A former classmate of Judge Roy Moore at the University of Alabama Law School was not surprised at allegations that the Republican Senate nominee had sexual contact with a 14-year-old girl in the late 1970s. Instead, he warns the state “to beware of false prophets.”
“No I wasn’t surprised,” the classmate tells the Washington Examiner on condition of anonymity for fear of reprisal on his law firm. “Because I have seen, all my life, Bible-thumping, God-fearing hypocrites.”
Though Moore was a year ahead, the two had class together shortly before the GOP Senate hopeful allegedly began a sexual relationship with a 14-year-old girl. According to a bombshell Washington Post report, four different women say Moore pursued a relationship with them while they were still teenagers. Moore, naturally, claims the allegations are “smear tactics” and elected officials are even invoking Mary and Joseph to defend him.

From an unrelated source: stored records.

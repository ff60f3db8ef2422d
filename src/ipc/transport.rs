//! Framing between harness and backend
//!
//! Every message is a little-endian `u32` byte count followed by that many
//! bytes of JSON.

use std::io;
use std::path::Path;
use tokio::io::{AsyncReadExt, AsyncWriteExt};

use crate::common::paths;

/// Larger frames are rejected before allocating
const MAX_MESSAGE_SIZE: u32 = 10 * 1024 * 1024;

#[cfg(unix)]
pub mod platform {
    pub use interprocess::local_socket::tokio::{prelude::*, Listener, Stream};
    pub use interprocess::local_socket::{GenericFilePath, ListenerOptions};
}

#[cfg(windows)]
pub mod platform {
    pub use interprocess::local_socket::tokio::{prelude::*, Listener, Stream};
    pub use interprocess::local_socket::{GenericNamespaced, ListenerOptions};
}

use platform::*;

pub use platform::Stream;

/// Listen on `name`, replacing a stale socket file and restricting it to the owner
pub async fn create_listener(name: &str) -> io::Result<Listener> {
    paths::ensure_socket_dir(Path::new(name))?;
    paths::remove_socket(Path::new(name))?;

    #[cfg(unix)]
    let listener = {
        let fs_name = name.to_fs_name::<GenericFilePath>()?;
        ListenerOptions::new().name(fs_name).create_tokio()?
    };

    #[cfg(windows)]
    let listener = {
        let ns_name = name.to_ns_name::<GenericNamespaced>()?;
        ListenerOptions::new().name(ns_name).create_tokio()?
    };

    #[cfg(unix)]
    {
        use std::os::unix::fs::PermissionsExt;
        std::fs::set_permissions(name, std::fs::Permissions::from_mode(0o600))?;
    }

    Ok(listener)
}

/// Open a connection to the backend listening on `name`
pub async fn connect(name: &str) -> io::Result<Stream> {
    #[cfg(unix)]
    let stream = {
        let fs_name = name.to_fs_name::<GenericFilePath>()?;
        Stream::connect(fs_name).await?
    };

    #[cfg(windows)]
    let stream = {
        let ns_name = name.to_ns_name::<GenericNamespaced>()?;
        Stream::connect(ns_name).await?
    };

    Ok(stream)
}

/// Write one frame
pub async fn send_message<W: AsyncWriteExt + Unpin>(
    writer: &mut W,
    data: &[u8],
) -> io::Result<()> {
    if data.len() > MAX_MESSAGE_SIZE as usize {
        return Err(io::Error::new(
            io::ErrorKind::InvalidInput,
            "Message too large",
        ));
    }

    let len = data.len() as u32;
    writer.write_all(&len.to_le_bytes()).await?;
    writer.write_all(data).await?;
    writer.flush().await?;
    Ok(())
}

/// Read one frame, failing with `UnexpectedEof` if the peer hung up first
pub async fn recv_message<R: AsyncReadExt + Unpin>(reader: &mut R) -> io::Result<Vec<u8>> {
    let mut len_buf = [0u8; 4];
    reader.read_exact(&mut len_buf).await?;
    let len = u32::from_le_bytes(len_buf);

    if len > MAX_MESSAGE_SIZE {
        return Err(io::Error::new(
            io::ErrorKind::InvalidData,
            format!("Message too large: {} bytes", len),
        ));
    }

    let mut data = vec![0u8; len as usize];
    reader.read_exact(&mut data).await?;
    Ok(data)
}

#[cfg(test)]
mod tests {
    use super::*;

    #[tokio::test]
    async fn test_length_prefixed_framing() {
        let (mut a, mut b) = tokio::io::duplex(64);
        send_message(&mut a, br#"{"id":1}"#).await.unwrap();
        let data = recv_message(&mut b).await.unwrap();
        assert_eq!(data, br#"{"id":1}"#);
    }

    #[tokio::test]
    async fn test_oversized_prefix_is_rejected() {
        let (mut a, mut b) = tokio::io::duplex(64);
        a.write_all(&(MAX_MESSAGE_SIZE + 1).to_le_bytes())
            .await
            .unwrap();
        let err = recv_message(&mut b).await.unwrap_err();
        assert_eq!(err.kind(), io::ErrorKind::InvalidData);
    }
}
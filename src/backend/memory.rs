//! In-memory account/config store
//!
//! Implements the command table without any persistence. Faults can be
//! injected per command so the runner's failure paths are reachable.

use std::collections::{HashMap, HashSet};
use std::time::Duration;

use async_trait::async_trait;
use serde_json::{json, Value};

use crate::common::error::IpcError;
use crate::common::{now_millis, Error, Result};
use crate::ipc::protocol::{account_id, Command, NewToken};

use super::CommandInterface;

/// Misbehaviours the in-memory backend can be asked to exhibit
#[derive(Debug, Clone, Default)]
pub struct Faults {
    /// Command names that fail outright
    pub fail: HashSet<String>,
    /// `add_account` answers without an `id` field
    pub omit_account_id: bool,
    /// `switch_account` succeeds without changing the active account
    pub ignore_switch: bool,
    /// `delete_account` succeeds without removing anything
    pub ignore_delete: bool,
    /// `save_config` stores a different value than it was given
    pub mangle_saved_config: bool,
    /// `list_accounts` wraps the accounts in an object instead of an array
    pub malformed_list: bool,
    /// Commands that stall before answering
    pub delays: HashMap<String, Duration>,
}

impl Faults {
    /// Fail the named command
    pub fn failing(mut self, command: &str) -> Self {
        self.fail.insert(command.to_string());
        self
    }

    /// Hold the named command for `delay` before executing it
    pub fn delaying(mut self, command: &str, delay: Duration) -> Self {
        self.delays.insert(command.to_string(), delay);
        self
    }
}

/// Account/config backend living entirely in memory
#[derive(Debug)]
pub struct MemoryBackend {
    config: Value,
    accounts: Vec<Value>,
    current: Option<String>,
    next_id: u64,
    faults: Faults,
    /// Names of every command received, in order
    calls: Vec<&'static str>,
}

impl Default for MemoryBackend {
    fn default() -> Self {
        Self::new(Faults::default())
    }
}

impl MemoryBackend {
    pub fn new(faults: Faults) -> Self {
        Self {
            config: json!({
                "language": "en-US",
                "theme": "light",
                "auto_refresh": false,
                "refresh_interval": 15,
                "auto_sync": true,
                "sync_interval": 5
            }),
            accounts: Vec::new(),
            current: None,
            next_id: 1,
            faults,
            calls: Vec::new(),
        }
    }

    /// Stored accounts
    pub fn accounts(&self) -> &[Value] {
        &self.accounts
    }

    /// Names of the commands received so far
    pub fn calls(&self) -> &[&'static str] {
        &self.calls
    }

    /// Persisted configuration
    pub fn config(&self) -> &Value {
        &self.config
    }

    /// Execute a command against the store
    pub fn execute(&mut self, command: Command) -> Result<Value> {
        let name = command.name();
        self.calls.push(name);

        if self.faults.fail.contains(name) {
            return Err(Error::command_failed(
                name,
                IpcError::new("INJECTED_FAILURE", format!("{} failed on request", name)),
            ));
        }

        match command {
            Command::LoadConfig => Ok(self.config.clone()),

            Command::SaveConfig { config } => {
                if !config.is_object() {
                    return Err(Error::invalid_arguments(name, "config must be an object"));
                }
                self.config = config;
                if self.faults.mangle_saved_config {
                    self.config["theme"] = json!("mangled");
                }
                Ok(Value::Null)
            }

            Command::ListAccounts if self.faults.malformed_list => {
                Ok(json!({ "accounts": self.accounts }))
            }
            Command::ListAccounts => Ok(Value::Array(self.accounts.clone())),

            Command::GetCurrentAccount => Ok(self
                .current
                .as_deref()
                .and_then(|id| self.find(id))
                .cloned()
                .unwrap_or(Value::Null)),

            Command::AddAccount { email, token } => self.add_account(email, token),

            Command::SwitchAccount { account_id } => {
                if self.find(&account_id).is_none() {
                    return Err(Error::AccountNotFound(account_id));
                }
                if !self.faults.ignore_switch {
                    self.current = Some(account_id);
                }
                Ok(Value::Null)
            }

            Command::DeleteAccount { account_id: id } => {
                let index = self
                    .accounts
                    .iter()
                    .position(|a| account_id(a) == Some(id.as_str()))
                    .ok_or_else(|| Error::AccountNotFound(id.clone()))?;
                if !self.faults.ignore_delete {
                    self.accounts.remove(index);
                    if self.current.as_deref() == Some(id.as_str()) {
                        self.current = None;
                    }
                }
                Ok(Value::Null)
            }
        }
    }

    fn add_account(&mut self, email: String, token: NewToken) -> Result<Value> {
        if email.trim().is_empty() {
            return Err(Error::invalid_arguments("add_account", "email is required"));
        }
        if self.accounts.iter().any(|a| a["email"] == email.as_str()) {
            return Err(Error::command_failed(
                "add_account",
                IpcError::new("ACCOUNT_EXISTS", format!("{} is already registered", email)),
            ));
        }

        let id = format!("acc-{}", self.next_id);
        self.next_id += 1;

        let account = json!({
            "id": id,
            "email": email,
            "token": token,
            "created_at": now_millis(),
        });
        self.accounts.push(account.clone());

        tracing::debug!(id = %id, "Account added");

        if self.faults.omit_account_id {
            let mut partial = account;
            if let Some(fields) = partial.as_object_mut() {
                fields.remove("id");
            }
            return Ok(partial);
        }
        Ok(account)
    }

    fn find(&self, id: &str) -> Option<&Value> {
        self.accounts.iter().find(|a| account_id(a) == Some(id))
    }
}

#[async_trait]
impl CommandInterface for MemoryBackend {
    async fn invoke(&mut self, command: Command) -> Result<Value> {
        if let Some(delay) = self.faults.delays.get(command.name()) {
            tracing::debug!(command = command.name(), ?delay, "Delaying command");
            tokio::time::sleep(*delay).await;
        }
        self.execute(command)
    }
}

#[cfg(test)]
mod tests {
    use super::*;

    fn token() -> NewToken {
        NewToken {
            access_token: "at".to_string(),
            refresh_token: "rt".to_string(),
            expires_at: "2026-10-18T13:00:00.000Z".to_string(),
        }
    }

    fn add(backend: &mut MemoryBackend, email: &str) -> Value {
        backend
            .execute(Command::AddAccount {
                email: email.to_string(),
                token: token(),
            })
            .unwrap()
    }

    #[test]
    fn test_add_switch_delete() {
        let mut backend = MemoryBackend::default();
        let account = add(&mut backend, "a@example.com");
        let id = account_id(&account).unwrap().to_string();

        backend
            .execute(Command::SwitchAccount {
                account_id: id.clone(),
            })
            .unwrap();
        let current = backend.execute(Command::GetCurrentAccount).unwrap();
        assert_eq!(account_id(&current), Some(id.as_str()));

        backend
            .execute(Command::DeleteAccount {
                account_id: id.clone(),
            })
            .unwrap();
        assert!(backend.accounts().is_empty());
        assert_eq!(backend.execute(Command::GetCurrentAccount).unwrap(), Value::Null);
    }

    #[test]
    fn test_unknown_account_is_not_found() {
        let mut backend = MemoryBackend::default();
        let err = backend
            .execute(Command::SwitchAccount {
                account_id: "nope".to_string(),
            })
            .unwrap_err();
        assert!(matches!(err, Error::AccountNotFound(id) if id == "nope"));
    }

    #[test]
    fn test_duplicate_email_is_rejected() {
        let mut backend = MemoryBackend::default();
        add(&mut backend, "dup@example.com");
        let err = backend
            .execute(Command::AddAccount {
                email: "dup@example.com".to_string(),
                token: token(),
            })
            .unwrap_err();
        assert_eq!(err.to_payload()["code"], "ACCOUNT_EXISTS");
    }

    #[test]
    fn test_save_then_load_config() {
        let mut backend = MemoryBackend::default();
        let config = json!({"language": "zh-CN", "theme": "dark"});
        backend
            .execute(Command::SaveConfig {
                config: config.clone(),
            })
            .unwrap();
        assert_eq!(backend.execute(Command::LoadConfig).unwrap(), config);
    }

    #[test]
    fn test_injected_failure_is_recorded_as_call() {
        let mut backend = MemoryBackend::new(Faults::default().failing("list_accounts"));
        let err = backend.execute(Command::ListAccounts).unwrap_err();
        assert_eq!(err.to_payload()["code"], "INJECTED_FAILURE");
        assert_eq!(backend.calls(), ["list_accounts"]);
    }

    #[test]
    fn test_omitted_id_still_stores_account() {
        let mut backend = MemoryBackend::new(Faults {
            omit_account_id: true,
            ..Faults::default()
        });
        let account = add(&mut backend, "anon@example.com");
        assert!(account_id(&account).is_none());
        assert_eq!(backend.accounts().len(), 1);
    }

    #[test]
    fn test_malformed_list_is_not_an_array() {
        let mut backend = MemoryBackend::new(Faults {
            malformed_list: true,
            ..Faults::default()
        });
        add(&mut backend, "wrapped@example.com");
        let listed = backend.execute(Command::ListAccounts).unwrap();
        assert!(!listed.is_array());
        assert_eq!(listed["accounts"].as_array().map(Vec::len), Some(1));
    }

    #[tokio::test]
    async fn test_delayed_command_still_executes() {
        let mut backend = MemoryBackend::new(
            Faults::default().delaying("load_config", Duration::from_millis(50)),
        );
        let started = tokio::time::Instant::now();
        let config = backend.invoke(Command::LoadConfig).await.unwrap();
        assert!(started.elapsed() >= Duration::from_millis(50));
        assert_eq!(config["theme"], "light");
    }
}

Before graduation, Moore seemed to attract ridicule, though not controversy. “He just had some strange opinions,” the classmate says, recalling that everyone nicknamed the Vietnam vet, “Captain America.”
Back then, Moore talked more frequently about Vietnam than the scripture, and the classmate doesn’t remember any rumors or talk of dating teenage girls. Somewhere along the line, he says Moore must have “seen the light” and adds that “you can find whatever you want in the Bible, apparently including reprehensible sin.”
Now, more than four decades later, the classmate compares the brash, Bible-thumping social conservative to Jimmy Swaggart.
“You know who he is?” the classmate asks, referring to the disgraced televangelist. “They caught him picking up prostitutes in New Orleans.” Shortly after graduation and before the alleged relationships began, he says Moore fell to “the Swaggart effect.”
“I just really don’t understand how someone can stand on the Ten Commandments, illegally in a courtroom,” the classmate says, “and still go out with underage girls.”
Moore and his campaign declined to give the Washington Examiner a comment on his classmate’s statements.